## TASK INSTRUCTIONS:
Among the entries below, find each line with "Parser" and show it.

Dataset entries
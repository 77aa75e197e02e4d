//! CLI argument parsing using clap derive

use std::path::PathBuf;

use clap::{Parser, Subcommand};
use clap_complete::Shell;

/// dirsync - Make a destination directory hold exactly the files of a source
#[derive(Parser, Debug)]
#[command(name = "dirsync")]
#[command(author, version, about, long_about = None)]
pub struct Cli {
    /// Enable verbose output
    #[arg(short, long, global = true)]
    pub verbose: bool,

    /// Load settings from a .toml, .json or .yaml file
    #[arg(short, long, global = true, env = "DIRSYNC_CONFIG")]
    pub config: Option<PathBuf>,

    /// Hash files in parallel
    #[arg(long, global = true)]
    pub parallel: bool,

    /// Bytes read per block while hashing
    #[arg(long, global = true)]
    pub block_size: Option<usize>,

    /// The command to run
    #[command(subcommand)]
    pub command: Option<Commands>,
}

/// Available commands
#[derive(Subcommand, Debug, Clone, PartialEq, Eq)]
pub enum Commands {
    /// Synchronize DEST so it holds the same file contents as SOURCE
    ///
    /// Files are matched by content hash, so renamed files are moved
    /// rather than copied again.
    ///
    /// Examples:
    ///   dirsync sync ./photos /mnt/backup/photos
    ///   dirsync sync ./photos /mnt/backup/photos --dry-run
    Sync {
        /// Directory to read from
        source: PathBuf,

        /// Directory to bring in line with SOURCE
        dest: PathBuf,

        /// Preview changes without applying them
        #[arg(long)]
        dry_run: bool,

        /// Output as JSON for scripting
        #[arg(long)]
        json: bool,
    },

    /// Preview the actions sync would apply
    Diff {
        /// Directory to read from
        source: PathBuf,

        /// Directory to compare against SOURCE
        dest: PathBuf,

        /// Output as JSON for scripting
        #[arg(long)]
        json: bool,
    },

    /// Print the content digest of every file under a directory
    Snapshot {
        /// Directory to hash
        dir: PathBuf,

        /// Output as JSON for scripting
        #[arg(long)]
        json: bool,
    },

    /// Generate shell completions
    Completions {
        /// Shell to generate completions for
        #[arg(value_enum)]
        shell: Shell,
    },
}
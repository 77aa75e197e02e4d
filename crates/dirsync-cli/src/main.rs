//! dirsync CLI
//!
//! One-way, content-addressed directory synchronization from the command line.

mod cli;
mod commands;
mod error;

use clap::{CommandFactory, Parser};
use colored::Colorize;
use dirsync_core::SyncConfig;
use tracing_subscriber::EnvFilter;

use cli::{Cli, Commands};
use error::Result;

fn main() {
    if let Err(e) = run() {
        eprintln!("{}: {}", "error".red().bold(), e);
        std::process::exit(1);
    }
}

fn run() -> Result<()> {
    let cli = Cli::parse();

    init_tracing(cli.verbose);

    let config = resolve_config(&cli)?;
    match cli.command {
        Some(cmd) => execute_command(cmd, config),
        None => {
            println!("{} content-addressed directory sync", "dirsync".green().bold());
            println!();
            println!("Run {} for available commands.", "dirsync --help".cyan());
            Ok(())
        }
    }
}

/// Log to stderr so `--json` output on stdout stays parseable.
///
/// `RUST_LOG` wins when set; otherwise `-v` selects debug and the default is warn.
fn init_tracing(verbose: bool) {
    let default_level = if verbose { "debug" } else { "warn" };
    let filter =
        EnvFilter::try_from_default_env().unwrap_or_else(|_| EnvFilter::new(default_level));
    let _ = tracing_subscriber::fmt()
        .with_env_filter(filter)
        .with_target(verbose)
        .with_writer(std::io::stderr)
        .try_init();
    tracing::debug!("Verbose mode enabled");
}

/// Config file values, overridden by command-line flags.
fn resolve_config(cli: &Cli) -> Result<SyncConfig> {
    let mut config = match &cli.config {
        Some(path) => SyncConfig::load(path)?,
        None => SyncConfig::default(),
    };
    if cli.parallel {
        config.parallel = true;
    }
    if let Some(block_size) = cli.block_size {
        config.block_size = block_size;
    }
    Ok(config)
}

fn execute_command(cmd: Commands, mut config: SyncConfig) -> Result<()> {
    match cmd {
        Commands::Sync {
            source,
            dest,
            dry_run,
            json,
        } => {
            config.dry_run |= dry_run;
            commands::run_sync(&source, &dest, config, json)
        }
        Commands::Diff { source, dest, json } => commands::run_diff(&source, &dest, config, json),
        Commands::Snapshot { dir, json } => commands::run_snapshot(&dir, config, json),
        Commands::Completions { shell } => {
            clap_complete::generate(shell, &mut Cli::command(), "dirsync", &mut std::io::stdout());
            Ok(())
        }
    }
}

## EXPECTED ANSWER:
use clap::{Parser, Subcommand};
#[derive(Parser, Debug)]
use clap::{CommandFactory, Parser};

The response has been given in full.